And now that I had vowed to hang out with this man until I died, I also thought a lot about dying. It seemed I had not only married him but also married my eventual death. Before the vows, I might have lived alone, but forever; now I would definitely not be alone and I would definitely die. I had agreed to die, in front of all my family and friends. Brigitte had taken a picture of the very moment: I was smiling and, understandably, crying. The only thing between me and death was this child. If I delayed having the child, then I could also delay death, sort of. So I was in a hurry to step across the void so I could make the movie so I could have a child before it was too late – and I was also, secretly, not in a hurry.

I had shortened my life in another way too, by marrying a man who was eight years older than me, meaning he would die exactly eight years before me, rendering the last eight years of my life useless.
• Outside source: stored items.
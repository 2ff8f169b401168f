//! Input record model and attribute resolution.
//!
//! The input record is split at construction into two parallel containers:
//! ordinary `data` (a JSON value tree) and `files` (uploads). Whether an
//! entry is a file is a type check on the [`Input`] variant, never a guess
//! from the value's shape.

use indexmap::IndexMap;
use serde::{Deserialize, Serialize};
use serde_json::{Map, Value};

/// An upload-like value carried alongside ordinary data.
///
/// `tmp_path` is the temporary location the transfer landed at; an empty
/// string means nothing was actually uploaded. `error` marks a transfer
/// that started but failed.
#[derive(Clone, Debug, PartialEq, Eq, Serialize, Deserialize)]
pub struct FileUpload {
    /// Client-supplied file name; extension checks read this.
    pub name: String,
    /// Temporary location marker. Empty when no file arrived.
    pub tmp_path: String,
    /// Size in bytes.
    pub size: u64,
    /// True when the transfer failed.
    #[serde(default)]
    pub error: bool,
}

impl FileUpload {
    pub fn new(
        name: impl Into<String>,
        tmp_path: impl Into<String>,
        size: u64,
    ) -> Self {
        FileUpload {
            name: name.into(),
            tmp_path: tmp_path.into(),
            size,
            error: false,
        }
    }

    /// Whether anything was actually transferred.
    pub fn is_uploaded(&self) -> bool {
        !self.tmp_path.is_empty()
    }

    /// Uploaded and error-free.
    pub fn is_valid(&self) -> bool {
        self.is_uploaded() && !self.error
    }

    /// Extension from the client file name, lowercased at the call sites.
    pub fn extension(&self) -> Option<&str> {
        self.name.rsplit_once('.').map(|(_, ext)| ext)
    }

    /// Size in kilobytes, fractional.
    pub fn size_kilobytes(&self) -> f64 {
        self.size as f64 / 1024.0
    }
}

/// One entry of the input record: structured data or an uploaded file.
#[derive(Clone, Debug, PartialEq)]
pub enum Input {
    Value(Value),
    File(FileUpload),
}

impl From<Value> for Input {
    fn from(value: Value) -> Self {
        Input::Value(value)
    }
}

impl From<FileUpload> for Input {
    fn from(file: FileUpload) -> Self {
        Input::File(file)
    }
}

/// A value found by attribute resolution, in either container.
#[derive(Clone, Copy, Debug)]
pub enum Resolved<'a> {
    Value(&'a Value),
    File(&'a FileUpload),
}

impl<'a> Resolved<'a> {
    pub fn as_value(&self) -> Option<&'a Value> {
        match self {
            Resolved::Value(v) => Some(v),
            Resolved::File(_) => None,
        }
    }

    pub fn as_file(&self) -> Option<&'a FileUpload> {
        match self {
            Resolved::File(f) => Some(f),
            Resolved::Value(_) => None,
        }
    }
}

/// Split an input record into its data and file containers.
pub(crate) fn split_input<I>(input: I) -> (Map<String, Value>, IndexMap<String, FileUpload>)
where
    I: IntoIterator<Item = (String, Input)>,
{
    let mut data = Map::new();
    let mut files = IndexMap::new();
    for (key, entry) in input {
        match entry {
            Input::Value(v) => {
                data.insert(key, v);
            }
            Input::File(f) => {
                files.insert(key, f);
            }
        }
    }
    (data, files)
}

/// Resolve a dotted path against the data container.
///
/// A verbatim top-level key wins before any dot splitting, so literal keys
/// containing dots short-circuit. Otherwise descend segment by segment
/// through objects (by key) and arrays (by numeric index). All-or-nothing:
/// any missing segment yields `None`.
pub(crate) fn resolve_in_data<'a>(data: &'a Map<String, Value>, path: &str) -> Option<&'a Value> {
    if let Some(v) = data.get(path) {
        return Some(v);
    }
    let (head, rest) = path.split_once('.')?;
    let mut current = data.get(head)?;
    for segment in rest.split('.') {
        current = descend(current, segment)?;
    }
    Some(current)
}

fn descend<'a>(value: &'a Value, segment: &str) -> Option<&'a Value> {
    match value {
        Value::Object(map) => map.get(segment),
        Value::Array(items) => segment.parse::<usize>().ok().and_then(|i| items.get(i)),
        _ => None,
    }
}

/// Dot-flatten the data container into its leaf keys.
///
/// Empty containers contribute their own key, so `{"a": {}}` yields `["a"]`
/// and `{"a": {"b": 1}}` yields `["a.b"]`.
pub(crate) fn dot_flatten(data: &Map<String, Value>) -> Vec<String> {
    let mut keys = Vec::new();
    for (key, value) in data {
        flatten_into(key, value, &mut keys);
    }
    keys
}

fn flatten_into(prefix: &str, value: &Value, keys: &mut Vec<String>) {
    match value {
        Value::Object(map) if !map.is_empty() => {
            for (k, v) in map {
                flatten_into(&format!("{prefix}.{k}"), v, keys);
            }
        }
        Value::Array(items) if !items.is_empty() => {
            for (i, v) in items.iter().enumerate() {
                flatten_into(&format!("{prefix}.{i}"), v, keys);
            }
        }
        _ => keys.push(prefix.to_string()),
    }
}
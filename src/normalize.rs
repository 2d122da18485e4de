use std::sync::OnceLock;

use regex::{Captures, Regex};
use tracing::debug;

/// Business jargon and its plain replacement. Matched case-insensitively on
/// whole words; multi-word entries must match exactly.
pub const JARGON_TABLE: &[(&str, &str)] = &[
    ("facilitate", "help"),
    ("utilize", "use"),
    ("demonstrate", "show"),
    ("leverage", "use"),
    ("optimize", "improve"),
    ("paradigm", "way"),
    ("ecosystem", "system"),
    ("hyper-specialization", "specialization"),
    ("content arms race", "content competition"),
    ("value proposition", "value"),
];

/// Markdown-bold option headers: "**Option 2** ..." or "**Option 2: Short**"
fn re_bold_option() -> &'static Regex {
    static RE: OnceLock<Regex> = OnceLock::new();
    RE.get_or_init(|| Regex::new(r"(?i)\*\*\s*Option\s+\d+[^*]*\*\*\s*").unwrap())
}

/// Plain option labels: "Option 1:", "option 3 -"
fn re_option_label() -> &'static Regex {
    static RE: OnceLock<Regex> = OnceLock::new();
    RE.get_or_init(|| Regex::new(r"(?i)\bOption\s+\d+\s*[:.)\-]?\s*").unwrap())
}

/// Numbered list markers at line start: "1. ", "2) "
fn re_line_number_marker() -> &'static Regex {
    static RE: OnceLock<Regex> = OnceLock::new();
    RE.get_or_init(|| Regex::new(r"(?m)^[ \t]*\d+[.)][ \t]+").unwrap())
}

/// Numbered markers that follow a sentence end or a colon: "Two ideas: 1. Ship"
fn re_inline_number_marker() -> &'static Regex {
    static RE: OnceLock<Regex> = OnceLock::new();
    RE.get_or_init(|| Regex::new(r"([.!?:])\s+\d+\.\s+").unwrap())
}

fn re_jargon() -> &'static [(Regex, &'static str)] {
    static RE: OnceLock<Vec<(Regex, &'static str)>> = OnceLock::new();
    RE.get_or_init(|| {
        JARGON_TABLE
            .iter()
            .map(|(complex, simple)| {
                let pattern = format!(r"(?i)\b{}\b", regex::escape(complex));
                (Regex::new(&pattern).unwrap(), *simple)
            })
            .collect()
    })
}

/// Lowercase letter at string start or after sentence-terminal punctuation.
fn re_sentence_start() -> &'static Regex {
    static RE: OnceLock<Regex> = OnceLock::new();
    RE.get_or_init(|| Regex::new(r"(^|[.!?]\s+)([a-z])").unwrap())
}

/// Remove "Option N" headers and numbered list markers.
pub fn strip_option_artifacts(text: &str) -> String {
    let text = re_bold_option().replace_all(text, "");
    let text = re_option_label().replace_all(&text, "");
    let text = re_line_number_marker().replace_all(&text, "");
    let text = re_inline_number_marker().replace_all(&text, "$1 ");
    text.into_owned()
}

/// Apply [`JARGON_TABLE`].
pub fn simplify_jargon(text: &str) -> String {
    let mut result = text.to_string();
    for (re, simple) in re_jargon() {
        result = re.replace_all(&result, *simple).into_owned();
    }
    result
}

/// Capitalize the string start and the first letter after `.`, `!` or `?`.
pub fn capitalize_sentence_starts(text: &str) -> String {
    re_sentence_start()
        .replace_all(text, |caps: &Captures| {
            format!("{}{}", &caps[1], caps[2].to_uppercase())
        })
        .into_owned()
}

/// Capitalization & lexical normalizer. Never fails.
pub fn fix_capitalization(text: &str) -> String {
    let fixed = strip_option_artifacts(text);
    let fixed = simplify_jargon(&fixed);
    let fixed = capitalize_sentence_starts(&fixed);
    debug!(input = text, output = %fixed, "normalized capitalization");
    fixed
}

#[cfg(test)]
mod tests {
    use super::*;

    // ================================================================
    // OPTION ARTIFACTS
    // ================================================================

    #[test]
    fn test_option_label_removed() {
        assert_eq!(
            fix_capitalization("Option 1: great point on hiring."),
            "Great point on hiring."
        );
    }

    #[test]
    fn test_bold_option_header_removed() {
        let result = fix_capitalization("**Option 2: Casual** love this idea.");
        assert_eq!(result.trim(), "Love this idea.");
    }

    #[test]
    fn test_leading_number_markers_removed() {
        assert_eq!(
            strip_option_artifacts("1. First idea.\n2. Second idea."),
            "First idea.\nSecond idea."
        );
    }

    #[test]
    fn test_inline_number_marker_after_colon_removed() {
        assert_eq!(
            strip_option_artifacts("Two ideas: 1. Ship weekly."),
            "Two ideas: Ship weekly."
        );
    }

    #[test]
    fn test_decimal_numbers_preserved() {
        assert_eq!(
            fix_capitalization("Revenue grew 2.5x in 2024. Impressive."),
            "Revenue grew 2.5x in 2024. Impressive."
        );
    }

    // ================================================================
    // JARGON TABLE
    // ================================================================

    #[test]
    fn test_jargon_replaced_case_insensitively() {
        assert_eq!(
            simplify_jargon("We Utilize tools to FACILITATE growth."),
            "We use tools to help growth."
        );
    }

    #[test]
    fn test_jargon_whole_words_only() {
        assert_eq!(simplify_jargon("leveraged buyouts"), "leveraged buyouts");
        assert_eq!(simplify_jargon("paradigms"), "paradigms");
    }

    #[test]
    fn test_multi_word_jargon() {
        assert_eq!(
            simplify_jargon("The content arms race hurts the value proposition."),
            "The content competition hurts the value."
        );
        assert_eq!(
            simplify_jargon("Hyper-specialization is risky."),
            "specialization is risky."
        );
    }

    // ================================================================
    // CAPITALIZATION
    // ================================================================

    #[test]
    fn test_capitalizes_string_start_and_after_terminals() {
        assert_eq!(
            capitalize_sentence_starts("so true. this matters! why not? ok"),
            "So true. This matters! Why not? Ok"
        );
    }

    #[test]
    fn test_capitalizes_after_double_period() {
        assert_eq!(
            capitalize_sentence_starts("People really.. fix this."),
            "People really.. Fix this."
        );
    }

    #[test]
    fn test_full_normalizer_on_mixed_input() {
        assert_eq!(
            fix_capitalization("option 3: we leverage data. the ecosystem grows."),
            "We use data. The system grows."
        );
    }
}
I would just spend it crying.

RON

SIXTY-SEVEN-PIECE ART SET

$65

WOODLAND HILLS

Around this time it was kindly suggested to me that what I really needed was not a two-hundredth draft of The Future, but a movie star in a lead role to reassure potential investors. This was troubling because I already had people in mind for Jason and for Marshall, the man my character has an affair with. They were incredible actors who had had small parts in big movies and big parts in movies no one had seen. I tried to point out that I hadn’t cast stars in my first movie either, and that had worked out fine. But it didn’t matter, because that was 2005. You wouldn’t be able to make your first movie now, they said ominously. Which made me feel like the recession might be able to go back in time and take apart Me and You and Everyone We Know, un-finance it, un-shoot it, un-edit it.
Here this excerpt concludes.